A few months after the task force’s first meeting, they issued a “Statement of Principles — Statement of Purpose” document, dated September 1986. This statement consisted of eight points:
- We will work to insure a safe environment for our children and future generations;
- We are dedicated to the survival of the Indian Nations;
- We will stand together to fight for the protection of our land and resources;
- It is our intention to uphold and enforce our treaty rights and the inherent rights of Indians;
- We will advocate tribal sovereignty;
- We will devise many ways and means to educate and inform Indians and non-Indians to the immediate and to the far-reaching concerns of Indian country;
- We will work to promote economic self-sufficiency without exploitation for Indian tribes, Indian groups and Indian persons;
- We will look to the confirmation of international recognition of Indian nations and Indian inherent rights.

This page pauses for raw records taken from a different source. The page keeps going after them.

//! [`Config`]-related definitions.

use config::{builder::DefaultState, ConfigBuilder, ConfigError};
use serde::Deserialize;
use smart_default::SmartDefault;

/// Application configuration.
#[derive(Clone, Debug, Default, Deserialize)]
pub struct Config {
    /// Server configuration.
    pub server: Server,

    /// Service configuration.
    pub service: Service,

    /// Postgres configuration.
    pub postgres: Postgres,

    /// Blob storage configuration.
    pub storage: Storage,

    /// Log configuration.
    pub log: Log,
}

impl Config {
    /// Creates a new [`Config`] by:
    /// - loading it from the provided `path` (if any);
    /// - merging it with the environment variables (if any);
    /// - using default values for missing fields.
    ///
    /// # Errors
    ///
    /// Returns an error if the configuration is invalid.
    pub fn new(path: impl AsRef<str>) -> Result<Self, ConfigError> {
        ConfigBuilder::<DefaultState>::default()
            .add_source(config::File::with_name(path.as_ref()).required(false))
            .add_source(config::Environment::with_prefix("CONF").separator("."))
            .build()?
            .try_deserialize()
    }
}

/// Server configuration.
#[derive(Clone, Debug, Deserialize, SmartDefault)]
#[serde(default)]
pub struct Server {
    /// Host to bind the server to.
    #[default("0.0.0.0".to_owned())]
    pub host: String,

    /// Port to bind the server to.
    #[default(8080)]
    pub port: u16,

    /// [CORS] configuration.
    ///
    /// [CORS]: https://developer.mozilla.org/en-US/docs/Web/HTTP/CORS
    pub cors: Cors,
}

/// [CORS] configuration.
///
/// [CORS]: https://developer.mozilla.org/en-US/docs/Web/HTTP/CORS
#[derive(Clone, Debug, Deserialize, SmartDefault)]
#[serde(default)]
pub struct Cors {
    /// List of allowed origins.
    #[default(vec!["*".to_owned()])]
    pub origins: Vec<String>,
}

/// Service configuration.
#[derive(Clone, Debug, Deserialize, SmartDefault)]
#[serde(default)]
pub struct Service {
    /// [JWT] secret.
    ///
    /// [JWT]: https://wikipedia.org/wiki/JSON_Web_Token
    #[default("secret".to_owned())]
    pub jwt_secret: String,
}

impl From<Service> for service::Config {
    fn from(value: Service) -> Self {
        let Service { jwt_secret } = value;
        Self {
            jwt_encoding_key: jsonwebtoken::EncodingKey::from_secret(
                jwt_secret.as_bytes(),
            ),
            jwt_decoding_key: jsonwebtoken::DecodingKey::from_secret(
                jwt_secret.as_bytes(),
            ),
        }
    }
}

/// Postgres configuration.
#[derive(Clone, Debug, Deserialize, SmartDefault)]
#[serde(default)]
pub struct Postgres {
    /// Host to connect to.
    #[default("127.0.0.1".to_owned())]
    pub host: String,

    /// Port to connect to.
    #[default(5432)]
    pub port: u16,

    /// User to connect as.
    #[default("postgres".to_owned())]
    pub user: String,

    /// Password to connect with.
    #[default("postgres".to_owned())]
    pub password: String,

    /// Database name to connect to.
    #[default("postgres".to_owned())]
    pub dbname: String,
}

impl From<Postgres> for service::infra::postgres::Config {
    fn from(value: Postgres) -> Self {
        let Postgres {
            host,
            port,
            user,
            password,
            dbname,
        } = value;

        Self {
            host: Some(host),
            port: Some(port),
            user: Some(user),
            password: Some(password),
            dbname: Some(dbname),
            ..Self::default()
        }
    }
}

/// Blob storage configuration.
#[derive(Clone, Debug, Deserialize, SmartDefault)]
#[serde(default)]
pub struct Storage {
    /// Root directory of the blob storage.
    ///
    /// Deal files live under `deals/{deal_id}/` inside it, the contract
    /// template under `templates/`.
    #[default("uploads".to_owned())]
    pub root: String,
}

/// Log configuration.
#[derive(Clone, Copy, Debug, Default, Deserialize)]
#[serde(default)]
pub struct Log {
    /// Log level.
    pub level: LogLevel,
}

/// Log level.
#[derive(Clone, Copy, Debug, Default, Deserialize)]
#[serde(rename_all = "SCREAMING_SNAKE_CASE")]
pub enum LogLevel {
    /// Designates very low priority, often extremely verbose, information.
    Trace,

    /// Designates lower priority information.
    Debug,

    /// Designates useful information.
    #[default]
    Info,

    /// Designates hazardous situations.
    Warn,

    /// Designates very serious errors.
    Error,
}

impl From<LogLevel> for tracing::Level {
    fn from(value: LogLevel) -> Self {
        match value {
            LogLevel::Trace => Self::TRACE,
            LogLevel::Debug => Self::DEBUG,
            LogLevel::Info => Self::INFO,
            LogLevel::Warn => Self::WARN,
            LogLevel::Error => Self::ERROR,
        }
    }
}
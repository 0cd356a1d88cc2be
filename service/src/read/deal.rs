//! [`Deal`] read model definitions.

#[cfg(doc)]
use crate::domain::Deal;

/// Wrapper around a [`Deal`] indicating that it is not canceled.
///
/// Only a canceled [`Deal`] stops counting towards the
/// one-active-deal-per-participants rule: a completed one still blocks
/// re-reservation.
#[derive(Clone, Debug)]
pub struct Active<T>(pub T);

pub mod list {
    //! [`Deal`]s list definitions.

    use std::ops;

    use common::define_pagination;
    use derive_more::{From, Into};

    use crate::domain::{deal, user};
    #[cfg(doc)]
    use crate::domain::{Deal, User};

    define_pagination!(Cursor, Node, Filter);

    /// Node in a [`Connection`].
    pub type Node = deal::Id;

    /// Cursor pointing to a specific [`Deal`] in a list.
    pub type Cursor = deal::Id;

    /// Filter for [`Selector`].
    #[derive(Clone, Copy, Debug, Default)]
    pub struct Filter {
        /// ID of the [`User`] who must participate in the [`Deal`] as its
        /// tenant or landlord.
        ///
        /// [`None`] lists all [`Deal`]s (administrators only).
        pub participant: Option<user::Id>,

        /// [`deal::Status`] to narrow the list to.
        pub status: Option<deal::Status>,
    }

    /// Total count of [`Deal`]s.
    #[derive(Clone, Copy, Debug, Eq, From, Hash, Into, PartialEq)]
    pub struct TotalCount(i32);

    impl ops::Div for TotalCount {
        type Output = f64;

        fn div(self, rhs: Self) -> Self::Output {
            f64::from(self.0) / f64::from(rhs.0)
        }
    }
}
//! [`Command`] for uploading a [`deal::Document`].

use common::{
    operations::{
        By, Commit, Insert, Lock, Select, Transact, Transacted, Update,
    },
    DateTime,
};
use derive_more::{Display, Error, From};
use tracerr::Traced;

use crate::{
    domain::{
        deal::{self, document},
        user, Actor, Deal,
    },
    infra::{
        database,
        storage::{self, Location, Store},
        Database, Storage,
    },
    Service,
};

use super::Command;

/// [`Command`] for uploading a [`deal::Document`] evidencing one requirement
/// of a [`Deal`].
///
/// The first upload moves a freshly reserved [`Deal`] into
/// [`deal::Status::DocsPending`]; no other status is touched.
#[derive(Clone, Debug)]
pub struct UploadDealDocument {
    /// ID of the [`Deal`] to attach the [`deal::Document`] to.
    pub deal_id: deal::Id,

    /// [`Actor`] uploading the [`deal::Document`].
    pub actor: Actor,

    /// [`deal::Party`] the [`deal::Document`] evidences requirements of.
    pub party: deal::Party,

    /// [`document::Code`] of the evidenced requirement.
    pub code: document::Code,

    /// Original name of the uploaded file.
    pub file_name: String,

    /// Bytes of the uploaded file.
    pub bytes: Vec<u8>,
}

impl<Db, St> Command<UploadDealDocument> for Service<Db, St>
where
    Db: Database<Transact, Err = Traced<database::Error>>
        + Database<
            Select<By<Option<Deal>, deal::Id>>,
            Ok = Option<Deal>,
            Err = Traced<database::Error>,
        > + Database<Insert<deal::Audit>, Ok = (), Err = Traced<database::Error>>,
    Transacted<Db>: Database<Lock<By<Deal, deal::Id>>, Err = Traced<database::Error>>
        + Database<
            Select<By<Option<Deal>, deal::Id>>,
            Ok = Option<Deal>,
            Err = Traced<database::Error>,
        > + Database<Insert<deal::Document>, Err = Traced<database::Error>>
        + Database<Update<Deal>, Err = Traced<database::Error>>
        + Database<Commit, Err = Traced<database::Error>>,
    St: Storage<Store, Ok = (), Err = Traced<storage::Error>>,
{
    type Ok = deal::Document;
    type Err = Traced<ExecutionError>;

    async fn execute(
        &self,
        cmd: UploadDealDocument,
    ) -> Result<Self::Ok, Self::Err> {
        use ExecutionError as E;

        let UploadDealDocument {
            deal_id,
            actor,
            party,
            code,
            file_name,
            bytes,
        } = cmd;

        let deal = self
            .database()
            .execute(Select(By::<Option<Deal>, _>::new(deal_id)))
            .await
            .map_err(tracerr::map_from_and_wrap!(=> E))?
            .ok_or(E::DealNotExists(deal_id))
            .map_err(tracerr::wrap!())?;

        if deal.party_of(&actor) != Some(party) {
            return Err(tracerr::new!(E::NotDealParty(actor.id)));
        }
        if file_name.is_empty() || bytes.is_empty() {
            return Err(tracerr::new!(E::EmptyFile));
        }

        let created_at = DateTime::now().coerce();
        let file = deal::FilePath::deal_scoped(
            deal.id,
            document::stored_file_name(party, &code, created_at, &file_name),
        );

        // The blob lands in the storage before the record is committed, so a
        // failed transaction can only orphan a file, never a record.
        self.storage()
            .execute(Store {
                location: Location::from(&file),
                bytes,
            })
            .await
            .map_err(tracerr::map_from_and_wrap!(=> E))?;

        let tx = self
            .database()
            .execute(Transact)
            .await
            .map_err(tracerr::map_from_and_wrap!(=> E))?;

        // Avoid concurrent actions upon the same `Deal`.
        tx.execute(Lock(By::new(deal.id)))
            .await
            .map_err(tracerr::map_from_and_wrap!(=> E))
            .map(drop)?;

        let mut deal = tx
            .execute(Select(By::<Option<Deal>, _>::new(deal_id)))
            .await
            .map_err(tracerr::map_from_and_wrap!(=> E))?
            .ok_or(E::DealNotExists(deal_id))
            .map_err(tracerr::wrap!())?;

        let document = deal::Document {
            id: document::Id::new(),
            deal_id: deal.id,
            uploader_id: actor.id,
            party,
            code: code.clone(),
            file: file.clone(),
            status: document::Status::Pending,
            note: None,
            created_at,
            reviewed_at: None,
            reviewed_by: None,
        };
        tx.execute(Insert(document.clone()))
            .await
            .map_err(tracerr::map_from_and_wrap!(=> E))
            .map(drop)?;

        if deal.status == deal::Status::Reserved {
            deal.status = deal::Status::DocsPending;
        }
        deal.touch();
        tx.execute(Update(deal))
            .await
            .map_err(tracerr::map_from_and_wrap!(=> E))
            .map(drop)?;

        tx.execute(Commit)
            .await
            .map_err(tracerr::map_from_and_wrap!(=> E))
            .map(drop)?;

        self.record_audit(
            deal_id,
            Some(actor.id),
            deal::audit::Action::doc_upload(),
            deal::audit::Meta::new(format!("type={code},file={file}")),
        )
        .await;

        Ok(document)
    }
}

/// Error of [`UploadDealDocument`] [`Command`] execution.
#[derive(Debug, Display, Error, From)]
pub enum ExecutionError {
    /// [`Database`] error.
    #[display("`Database` operation failed: {_0}")]
    #[from]
    Db(database::Error),

    /// [`Deal`] with the provided ID does not exist.
    #[display("`Deal(id: {_0})` does not exist")]
    DealNotExists(#[error(not(source))] deal::Id),

    /// No file content was provided.
    #[display("no file content was provided")]
    EmptyFile,

    /// [`Actor`] is not the claimed [`deal::Party`] of the [`Deal`].
    #[display("`User(id: {_0})` is not the claimed party of the `Deal`")]
    NotDealParty(#[error(not(source))] user::Id),

    /// Blob [`Storage`] error.
    ///
    /// [`Storage`]: crate::infra::Storage
    #[display("`Storage` operation failed: {_0}")]
    #[from]
    Storage(storage::Error),
}
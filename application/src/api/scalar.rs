//! GraphQL scalar definitions.

use std::{fmt, marker::PhantomData, str::FromStr};

use base64::{engine::general_purpose::STANDARD, Engine as _};
use derive_more::{AsRef, From, Into};
use juniper::{
    GraphQLScalar, GraphQLType, InputValue, ParseScalarResult,
    ParseScalarValue, ScalarToken, ScalarValue, Value,
};

/// Helper type to use in `#[graphql(with = ..)]` attribute.
///
/// Uses [`FromStr`]/[`Display`] impls of `As` type to convert the target type
/// to/from GraphQL scalar.
///
/// Target type must implement [`TryFrom`] and [`AsRef`] for `As` type.
///
/// [`Display`]: fmt::Display
#[derive(Debug)]
pub struct Via<As>(PhantomData<As>);

impl<As> Via<As> {
    /// Convert the target type into scalar [`Value`] by using [`Display`] impl
    /// of `As` type.
    ///
    /// [`Display`]: fmt::Display
    pub fn to_output<T, S>(value: &T) -> Value<S>
    where
        As: fmt::Display,
        T: AsRef<As>,
        S: ScalarValue,
    {
        Value::from(value.as_ref().to_string())
    }

    /// Constructs the target type from scalar [`Value`] by using [`FromStr`]
    /// impl of `As` type.
    ///
    /// # Errors
    ///
    /// Returns an error if:
    /// - the input value is not a string;
    /// - the input value cannot be parsed into `As` type;
    /// - the parsed value cannot be converted into the target type.
    #[expect(clippy::missing_panics_doc, reason = "infallible")]
    pub fn from_input<T, S>(input: &InputValue<S>) -> Result<T, String>
    where
        As: FromStr + fmt::Display,
        As::Err: fmt::Display,
        T: TryFrom<As> + GraphQLType<S, TypeInfo = ()>,
        T::Error: fmt::Display,
        S: ScalarValue,
    {
        let s = input.as_string_value().ok_or_else(|| {
            format!(
                "Cannot parse input scalar `{}`: expected string input \
                 value, found: {input}",
                T::name(&()).expect("always has a name"),
            )
        })?;
        s.parse::<As>()
            .map_err(|e| {
                format!(
                    "Cannot parse input scalar `{}` from \"{s}\" string: {e}",
                    T::name(&()).expect("always has a name"),
                )
            })?
            .try_into()
            .map_err(|e| {
                format!(
                    "Cannot parse input scalar `{}`: {e}",
                    T::name(&()).expect("always has a name"),
                )
            })
    }

    /// Parse the provided [`ScalarToken`].
    ///
    /// # Errors
    ///
    /// Returns an error if the token cannot be parsed as [`String`].
    pub fn parse_token<S: ScalarValue>(
        value: ScalarToken<'_>,
    ) -> ParseScalarResult<S> {
        <String as ParseScalarValue<S>>::from_str(value)
    }
}

/// Raw file content transferred as a Base64-encoded string.
#[derive(AsRef, Clone, Debug, From, GraphQLScalar, Into)]
#[graphql(with = Self, parse_token(String))]
pub struct Base64Bytes(Vec<u8>);

impl Base64Bytes {
    /// Converts these [`Base64Bytes`] into a scalar [`Value`].
    fn to_output<S: ScalarValue>(bytes: &Self) -> Value<S> {
        Value::scalar(STANDARD.encode(&bytes.0))
    }

    /// Constructs [`Base64Bytes`] from the provided scalar [`Value`].
    fn from_input<S: ScalarValue>(
        input: &InputValue<S>,
    ) -> Result<Self, String> {
        input
            .as_string_value()
            .ok_or_else(|| {
                format!(
                    "Cannot parse `Base64Bytes` input scalar from \
                     non-string value: {input}",
                )
            })
            .and_then(|s| {
                STANDARD.decode(s).map(Self).map_err(|e| {
                    format!("Cannot parse `Base64Bytes` input scalar: {e}")
                })
            })
    }
}
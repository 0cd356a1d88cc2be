//! [`Contract`] definitions.

use std::str::FromStr;

#[cfg(doc)]
use common::DateTime;
use common::{unit, DateTimeOf};
use derive_more::{AsRef, Display, From, Into};
#[cfg(feature = "postgres")]
use postgres_types::{FromSql, ToSql};
use serde::{Deserialize, Serialize};
use sha2::{Digest as _, Sha256};
use uuid::Uuid;

use crate::domain::{deal, user, Listing, User};
#[cfg(doc)]
use crate::domain::Deal;

use super::{sanitize_file_name, FilePath, Party, Period};

/// Unsigned rental agreement artifact attached to a [`Deal`].
///
/// At most one exists per [`Deal`]; parties upload their signed counter
/// copies separately as [`Signed`] records.
#[derive(Clone, Debug)]
pub struct Contract {
    /// ID of this [`Contract`].
    pub id: Id,

    /// ID of the [`Deal`] this [`Contract`] belongs to.
    pub deal_id: deal::Id,

    /// Path of the stored unsigned artifact.
    pub unsigned_file: FilePath,

    /// [`Digest`] of the unsigned artifact bytes at creation time.
    pub digest: Digest,

    /// [`DateTime`] when this [`Contract`] was attached.
    pub created_at: CreationDateTime,

    /// ID of the [`User`] who attached this [`Contract`].
    pub created_by: user::Id,
}

/// ID of a [`Contract`].
#[derive(
    Clone,
    Copy,
    Debug,
    Default,
    Deserialize,
    Display,
    Eq,
    From,
    derive_more::FromStr,
    Hash,
    Into,
    PartialEq,
    Serialize,
)]
#[cfg_attr(feature = "postgres", derive(ToSql, FromSql), postgres(transparent))]
pub struct Id(Uuid);

impl Id {
    /// Creates a new random [`Id`].
    #[must_use]
    pub fn new() -> Self {
        Self(Uuid::new_v4())
    }
}

/// SHA-256 digest of stored artifact bytes, hex-encoded.
///
/// Recorded for tamper evidence: the system never validates signature
/// contents, only that stored bytes can be re-checked against the digest.
#[derive(AsRef, Clone, Debug, Display, Eq, PartialEq)]
#[as_ref(str, String)]
#[cfg_attr(feature = "postgres", derive(FromSql, ToSql), postgres(transparent))]
pub struct Digest(String);

impl Digest {
    /// Computes the [`Digest`] of the provided bytes.
    #[must_use]
    pub fn of(bytes: impl AsRef<[u8]>) -> Self {
        Self(hex::encode(Sha256::digest(bytes.as_ref())))
    }

    /// Creates a new [`Digest`] if the given `digest` is a valid hex-encoded
    /// SHA-256 value.
    #[must_use]
    pub fn new(digest: impl Into<String>) -> Option<Self> {
        let digest = digest.into();
        Self::check(&digest).then_some(Self(digest))
    }

    /// Checks whether the given `digest` is a valid [`Digest`].
    fn check(digest: impl AsRef<str>) -> bool {
        let digest = digest.as_ref();
        digest.len() == 64
            && digest
                .chars()
                .all(|c| c.is_ascii_digit() || ('a'..='f').contains(&c))
    }
}

impl FromStr for Digest {
    type Err = &'static str;

    fn from_str(s: &str) -> Result<Self, Self::Err> {
        Self::new(s).ok_or("invalid `Digest`")
    }
}

/// One [`Party`]'s uploaded signed counter copy of a [`Contract`].
///
/// At most one exists per ([`Contract`], [`Party`]) pair: a re-upload
/// replaces the previous record in place.
#[derive(Clone, Debug)]
pub struct Signed {
    /// ID of this [`Signed`] record.
    pub id: SignedId,

    /// ID of the [`Contract`] this copy counter-signs.
    pub contract_id: Id,

    /// [`Party`] who signed this copy.
    pub party: Party,

    /// Path of the stored signed file.
    pub file: FilePath,

    /// [`Digest`] of the signed file bytes.
    pub digest: Digest,

    /// [`DateTime`] when this copy was uploaded.
    pub uploaded_at: UploadDateTime,

    /// ID of the [`User`] who uploaded this copy.
    pub uploader_id: user::Id,
}

/// ID of a [`Signed`] record.
#[derive(
    Clone,
    Copy,
    Debug,
    Default,
    Deserialize,
    Display,
    Eq,
    From,
    derive_more::FromStr,
    Hash,
    Into,
    PartialEq,
    Serialize,
)]
#[cfg_attr(feature = "postgres", derive(ToSql, FromSql), postgres(transparent))]
pub struct SignedId(Uuid);

impl SignedId {
    /// Creates a new random [`SignedId`].
    #[must_use]
    pub fn new() -> Self {
        Self(Uuid::new_v4())
    }
}

/// Composes a stored file name for an unsigned [`Contract`] artifact.
///
/// The `extension` depends on the attachment path: a copied template keeps
/// its own, a composed agreement is plain text.
#[must_use]
pub fn unsigned_file_name(at: CreationDateTime, extension: &str) -> String {
    format!("contract_unsigned_{}.{extension}", at.unix_timestamp())
}

/// Composes a stored file name for a [`Signed`] counter copy.
#[must_use]
pub fn signed_file_name(
    party: Party,
    at: UploadDateTime,
    original: &str,
) -> String {
    format!(
        "contract_signed_{}_{}_{}",
        party.to_string().to_lowercase(),
        at.unix_timestamp(),
        sanitize_file_name(original),
    )
}

/// Source data of an unsigned rental agreement.
///
/// [`Agreement::compose`] is the single rendering path: it is deterministic
/// over its inputs and requires no external artifacts, so attaching a
/// generated contract either succeeds or fails loudly before any state
/// changes.
#[derive(Debug)]
pub struct Agreement<'a> {
    /// ID of the [`Deal`] the agreement is for.
    pub deal_id: deal::Id,

    /// [`Listing`] being rented.
    pub listing: &'a Listing,

    /// [`User`] renting the [`Listing`].
    pub tenant: &'a User,

    /// [`User`] owning the [`Listing`].
    pub landlord: &'a User,

    /// Confirmed rental [`Period`].
    pub period: Period,
}

impl Agreement<'_> {
    /// Renders this [`Agreement`] into unsigned artifact bytes.
    ///
    /// Identical inputs always produce identical bytes, which makes the
    /// recorded [`Digest`] reproducible.
    #[must_use]
    pub fn compose(&self) -> Vec<u8> {
        let Self {
            deal_id,
            listing,
            tenant,
            landlord,
            period,
        } = self;

        let mut out = String::new();
        let mut line = |s: &str| {
            out.push_str(s);
            out.push('\n');
        };

        line("RENTAL AGREEMENT");
        line("================");
        line("");
        line(&format!("Deal: {deal_id}"));
        line(&format!("Listing: {} ({})", listing.title, listing.city));
        line(&format!(
            "Tenant: {} <{}>",
            tenant.name,
            tenant.email.as_ref().map_or("-", AsRef::as_ref),
        ));
        line(&format!(
            "Landlord: {} <{}>",
            landlord.name,
            landlord.email.as_ref().map_or("-", AsRef::as_ref),
        ));
        line(&format!("Period: {period}"));
        line(&format!("Monthly rent: {}", listing.price));
        line("");
        line("The parties sign this agreement manually and upload their");
        line("signed copies back to the platform.");

        out.into_bytes()
    }
}

/// [`DateTime`] when a [`Contract`] was attached.
pub type CreationDateTime = DateTimeOf<(Contract, unit::Creation)>;

/// Marker type indicating a [`Signed`] copy upload.
#[derive(Clone, Copy, Debug)]
pub struct Upload;

/// [`DateTime`] when a [`Signed`] copy was uploaded.
pub type UploadDateTime = DateTimeOf<(Signed, Upload)>;

#[cfg(test)]
mod spec {
    use common::{DateTime, Money};

    use crate::domain::{deal, listing, user, Listing, User};

    use super::{Agreement, Digest};

    #[test]
    fn digest_is_deterministic_over_bytes() {
        let a = Digest::of(b"signed copy");
        let b = Digest::of(b"signed copy");
        let c = Digest::of(b"another copy");

        // Identical bytes produce an identical digest, different bytes don't.
        assert_eq!(a, b);
        assert_ne!(a, c);
        assert_eq!(AsRef::<str>::as_ref(&a).len(), 64);
    }

    #[test]
    fn digest_validates_hex_form() {
        let digest = Digest::of(b"x").to_string();
        assert!(Digest::new(digest).is_some());

        assert!(Digest::new("abc").is_none());
        assert!(Digest::new("G".repeat(64)).is_none());
    }

    fn user(name: &str, role: user::Role) -> User {
        User {
            id: user::Id::new(),
            name: user::Name::new(name).unwrap(),
            login: user::Login::new(name).unwrap(),
            password_hash: user::PasswordHash::new(
                &user::Password::new("secret").unwrap(),
            ),
            role,
            email: None,
            created_at: DateTime::now().coerce(),
            deleted_at: None,
        }
    }

    #[test]
    fn agreement_composition_is_deterministic() {
        let tenant = user("tenant", user::Role::Tenant);
        let landlord = user("landlord", user::Role::Landlord);
        let listing = Listing {
            id: listing::Id::new(),
            owner_id: landlord.id,
            title: listing::Title::new("Sunny flat").unwrap(),
            city: listing::City::new("Berlin").unwrap(),
            kind: listing::Kind::Apartment,
            price: "950EUR".parse::<Money>().unwrap(),
            description: None,
            created_at: DateTime::now().coerce(),
        };
        let agreement = Agreement {
            deal_id: deal::Id::new(),
            listing: &listing,
            tenant: &tenant,
            landlord: &landlord,
            period: deal::Period::new(
                "2025-06-01".parse().unwrap(),
                "2025-07-01".parse().unwrap(),
            )
            .unwrap(),
        };

        let first = agreement.compose();
        let second = agreement.compose();
        assert_eq!(first, second);
        assert_eq!(Digest::of(&first), Digest::of(&second));

        let text = String::from_utf8(first).unwrap();
        assert!(text.contains("Sunny flat"));
        assert!(text.contains("Berlin"));
        assert!(text.contains("2025-06-01 -> 2025-07-01"));
        assert!(text.contains("950EUR"));
    }
}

The following year, in October 1987, an official one-page prospectus of the task force outlined specific areas of focus (“Indian Water Quality, Native Lands, Indian Agriculture”) and activities (“lobbying for specific legislation, research and policy analysis, advocating public policy positions, training and technical assistance to selected Native communities and educating non-Indian rural Americans and others on Indian issues”), with a call at the end for more members.
Indian Water Quality was one of the initial programs of the Task Force. In May 1988, the task force issued a program report, covering the period from July 1, 1987 – April 20, 1988. The program was funded with a $50,000 grant from the Public Welfare Foundation. The goal of the program is “to improve the environmental health of American Indians living on reservations,” and in order to meet this goal, it outlines specific, measurable objectives. The first of these objectives was “to deliver on-site technical assistance on water quality assessment and program options to tribes and other Native American organizations.” The report spends a considerable amount of space detailing the work on this objective, which revolved around “developing a multi-reservation and single reservation model for delivering technical assistance.” The initial work began with the South Dakota Sioux reservations, including the publication of a study Groundwater Quality for Nine Reservations in South Dakota, followed by the organization of a meeting of the Great Sioux Nation, called the Mni Wiconi Conference held in Rapid City in February 1988, to distribute the information and initiate follow up consultation with individual tribes.
The Rural Coalition records in our holdings include a large number of subject files in which is collected background information on a number of issues of interest to the task force, including groundwater issues as well as a number of other issues, including Indian airspace, gaming legislation, Native American Fisheries, treaty rights, and economic development, among others.
These Rural Coalition records in our holdings currently end at the year 1990, but these records give insight into a growing area of focus for the organization.